WHAT THE TASK ASKS: Would you find each line in the entries below with the string "group" and copy it?

PROVIDED ENTRIES:
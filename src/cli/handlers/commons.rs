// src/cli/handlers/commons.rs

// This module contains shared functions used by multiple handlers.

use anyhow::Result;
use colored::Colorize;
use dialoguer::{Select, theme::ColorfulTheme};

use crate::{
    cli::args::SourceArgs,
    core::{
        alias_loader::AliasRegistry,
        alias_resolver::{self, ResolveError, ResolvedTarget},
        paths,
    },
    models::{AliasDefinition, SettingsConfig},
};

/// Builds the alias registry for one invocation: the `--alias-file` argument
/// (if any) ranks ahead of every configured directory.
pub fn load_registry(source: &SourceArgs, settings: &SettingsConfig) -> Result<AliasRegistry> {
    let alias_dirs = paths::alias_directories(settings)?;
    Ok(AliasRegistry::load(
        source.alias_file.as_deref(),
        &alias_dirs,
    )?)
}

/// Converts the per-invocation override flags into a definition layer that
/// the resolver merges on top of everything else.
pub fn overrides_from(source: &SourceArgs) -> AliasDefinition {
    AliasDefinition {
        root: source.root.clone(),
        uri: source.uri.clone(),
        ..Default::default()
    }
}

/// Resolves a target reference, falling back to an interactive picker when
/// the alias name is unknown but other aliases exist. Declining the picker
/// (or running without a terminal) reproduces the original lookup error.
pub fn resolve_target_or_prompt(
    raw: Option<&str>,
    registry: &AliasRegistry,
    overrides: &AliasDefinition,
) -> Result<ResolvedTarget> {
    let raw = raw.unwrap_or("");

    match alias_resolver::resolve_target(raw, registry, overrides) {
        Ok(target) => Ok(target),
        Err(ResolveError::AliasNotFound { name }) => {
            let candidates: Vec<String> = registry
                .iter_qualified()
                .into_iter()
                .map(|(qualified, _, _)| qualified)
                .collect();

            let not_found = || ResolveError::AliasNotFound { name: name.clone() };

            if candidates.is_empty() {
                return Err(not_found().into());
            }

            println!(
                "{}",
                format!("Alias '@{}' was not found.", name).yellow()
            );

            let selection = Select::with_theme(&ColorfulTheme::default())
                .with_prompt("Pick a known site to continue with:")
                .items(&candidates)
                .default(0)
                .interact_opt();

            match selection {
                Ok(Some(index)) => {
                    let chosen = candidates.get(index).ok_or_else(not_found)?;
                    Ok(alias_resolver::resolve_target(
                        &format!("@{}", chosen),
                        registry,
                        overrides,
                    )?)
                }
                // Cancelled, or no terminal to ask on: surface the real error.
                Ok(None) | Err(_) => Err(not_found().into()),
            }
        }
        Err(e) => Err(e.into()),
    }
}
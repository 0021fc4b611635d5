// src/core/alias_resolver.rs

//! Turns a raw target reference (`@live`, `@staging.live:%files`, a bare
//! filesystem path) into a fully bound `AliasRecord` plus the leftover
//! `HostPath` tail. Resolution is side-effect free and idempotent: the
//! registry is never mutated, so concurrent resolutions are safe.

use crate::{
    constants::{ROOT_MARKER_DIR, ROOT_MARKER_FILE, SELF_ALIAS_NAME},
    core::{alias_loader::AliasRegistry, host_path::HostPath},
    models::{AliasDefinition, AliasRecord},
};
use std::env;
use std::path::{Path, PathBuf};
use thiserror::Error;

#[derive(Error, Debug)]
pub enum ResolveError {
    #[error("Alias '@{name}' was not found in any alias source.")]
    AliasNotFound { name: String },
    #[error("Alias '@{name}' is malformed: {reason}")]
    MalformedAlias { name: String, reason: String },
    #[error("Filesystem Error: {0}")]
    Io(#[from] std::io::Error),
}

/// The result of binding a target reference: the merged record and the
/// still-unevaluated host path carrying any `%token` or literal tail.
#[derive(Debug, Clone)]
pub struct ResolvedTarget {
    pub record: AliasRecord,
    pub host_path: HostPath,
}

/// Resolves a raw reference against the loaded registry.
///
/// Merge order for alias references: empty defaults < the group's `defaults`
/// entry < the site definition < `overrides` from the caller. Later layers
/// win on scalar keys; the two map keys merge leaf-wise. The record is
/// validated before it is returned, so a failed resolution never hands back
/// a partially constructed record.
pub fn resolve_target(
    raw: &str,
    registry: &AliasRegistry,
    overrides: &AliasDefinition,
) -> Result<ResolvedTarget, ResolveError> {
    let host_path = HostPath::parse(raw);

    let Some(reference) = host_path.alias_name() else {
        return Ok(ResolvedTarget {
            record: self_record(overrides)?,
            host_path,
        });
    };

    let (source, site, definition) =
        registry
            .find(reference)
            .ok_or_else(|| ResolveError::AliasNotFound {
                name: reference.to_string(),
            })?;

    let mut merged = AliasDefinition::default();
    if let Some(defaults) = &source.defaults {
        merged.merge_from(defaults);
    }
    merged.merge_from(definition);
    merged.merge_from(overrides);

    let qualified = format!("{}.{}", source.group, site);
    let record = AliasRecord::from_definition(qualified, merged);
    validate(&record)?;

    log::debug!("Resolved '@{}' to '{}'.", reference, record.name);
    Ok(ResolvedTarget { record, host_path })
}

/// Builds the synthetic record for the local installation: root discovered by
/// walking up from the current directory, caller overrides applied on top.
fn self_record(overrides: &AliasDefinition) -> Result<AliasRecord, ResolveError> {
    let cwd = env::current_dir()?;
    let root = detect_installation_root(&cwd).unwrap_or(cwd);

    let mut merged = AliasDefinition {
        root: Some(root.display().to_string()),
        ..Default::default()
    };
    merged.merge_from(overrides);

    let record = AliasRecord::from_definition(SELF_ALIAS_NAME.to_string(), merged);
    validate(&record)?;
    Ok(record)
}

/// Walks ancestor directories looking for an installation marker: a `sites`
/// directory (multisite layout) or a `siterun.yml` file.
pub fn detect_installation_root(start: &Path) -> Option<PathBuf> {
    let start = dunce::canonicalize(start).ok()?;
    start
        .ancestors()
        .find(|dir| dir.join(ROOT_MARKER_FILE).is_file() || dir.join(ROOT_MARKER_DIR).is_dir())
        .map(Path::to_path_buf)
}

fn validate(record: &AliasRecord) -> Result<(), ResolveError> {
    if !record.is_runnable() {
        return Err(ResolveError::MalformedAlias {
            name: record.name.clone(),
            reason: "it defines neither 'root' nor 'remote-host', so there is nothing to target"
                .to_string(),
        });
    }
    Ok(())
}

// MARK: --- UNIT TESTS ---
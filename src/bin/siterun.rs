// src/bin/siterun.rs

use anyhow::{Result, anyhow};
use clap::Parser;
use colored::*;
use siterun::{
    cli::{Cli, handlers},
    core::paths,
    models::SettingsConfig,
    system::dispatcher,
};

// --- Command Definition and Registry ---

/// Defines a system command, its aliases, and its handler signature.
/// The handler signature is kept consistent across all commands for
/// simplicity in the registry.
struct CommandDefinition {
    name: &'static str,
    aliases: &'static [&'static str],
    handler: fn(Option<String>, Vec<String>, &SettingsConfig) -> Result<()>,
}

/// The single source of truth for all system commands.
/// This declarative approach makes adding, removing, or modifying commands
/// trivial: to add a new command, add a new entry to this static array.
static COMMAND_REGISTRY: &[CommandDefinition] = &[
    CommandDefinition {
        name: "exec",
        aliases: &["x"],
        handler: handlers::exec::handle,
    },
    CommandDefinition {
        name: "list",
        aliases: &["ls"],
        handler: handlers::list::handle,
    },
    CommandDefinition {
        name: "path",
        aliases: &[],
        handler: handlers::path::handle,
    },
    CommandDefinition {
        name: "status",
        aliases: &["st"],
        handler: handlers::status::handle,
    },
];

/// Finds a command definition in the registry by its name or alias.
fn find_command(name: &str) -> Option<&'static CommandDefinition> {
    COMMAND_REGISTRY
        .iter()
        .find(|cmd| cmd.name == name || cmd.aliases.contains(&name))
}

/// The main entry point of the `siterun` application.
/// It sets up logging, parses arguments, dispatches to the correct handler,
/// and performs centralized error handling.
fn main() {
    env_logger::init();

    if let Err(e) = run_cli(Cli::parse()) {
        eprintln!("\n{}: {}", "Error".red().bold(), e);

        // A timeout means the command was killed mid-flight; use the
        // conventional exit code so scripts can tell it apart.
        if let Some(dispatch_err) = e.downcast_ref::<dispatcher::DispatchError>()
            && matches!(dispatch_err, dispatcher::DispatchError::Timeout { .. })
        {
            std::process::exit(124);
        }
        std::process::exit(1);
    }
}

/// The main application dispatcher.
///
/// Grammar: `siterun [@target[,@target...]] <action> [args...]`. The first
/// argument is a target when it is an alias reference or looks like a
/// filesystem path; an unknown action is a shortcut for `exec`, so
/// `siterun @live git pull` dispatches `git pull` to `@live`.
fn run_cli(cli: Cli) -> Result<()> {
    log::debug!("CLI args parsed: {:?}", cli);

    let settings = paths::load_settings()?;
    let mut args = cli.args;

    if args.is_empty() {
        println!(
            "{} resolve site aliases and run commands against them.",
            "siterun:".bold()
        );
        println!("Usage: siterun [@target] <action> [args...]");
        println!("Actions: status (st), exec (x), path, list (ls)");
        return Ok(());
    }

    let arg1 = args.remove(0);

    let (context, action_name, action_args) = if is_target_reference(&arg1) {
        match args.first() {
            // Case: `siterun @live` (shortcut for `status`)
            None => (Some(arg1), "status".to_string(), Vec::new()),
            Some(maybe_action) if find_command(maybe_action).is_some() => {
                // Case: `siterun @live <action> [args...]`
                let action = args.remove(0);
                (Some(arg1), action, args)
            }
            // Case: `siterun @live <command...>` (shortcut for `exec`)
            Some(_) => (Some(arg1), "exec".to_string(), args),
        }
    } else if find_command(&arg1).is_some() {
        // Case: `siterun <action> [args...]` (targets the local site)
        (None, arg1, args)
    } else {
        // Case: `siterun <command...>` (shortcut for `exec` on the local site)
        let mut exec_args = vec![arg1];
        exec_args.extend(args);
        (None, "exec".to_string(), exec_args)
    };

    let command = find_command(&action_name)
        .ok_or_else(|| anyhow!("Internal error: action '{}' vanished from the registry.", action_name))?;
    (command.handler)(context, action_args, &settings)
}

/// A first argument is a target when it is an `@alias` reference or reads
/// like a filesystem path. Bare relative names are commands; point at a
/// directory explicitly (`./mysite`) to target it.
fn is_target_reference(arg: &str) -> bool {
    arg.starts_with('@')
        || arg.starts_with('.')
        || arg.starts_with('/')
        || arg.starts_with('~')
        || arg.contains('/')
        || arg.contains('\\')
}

FINAL ANSWER:
/// Merge order for alias references: empty defaults < the group's `defaults`
    let qualified = format!("{}.{}", source.group, site);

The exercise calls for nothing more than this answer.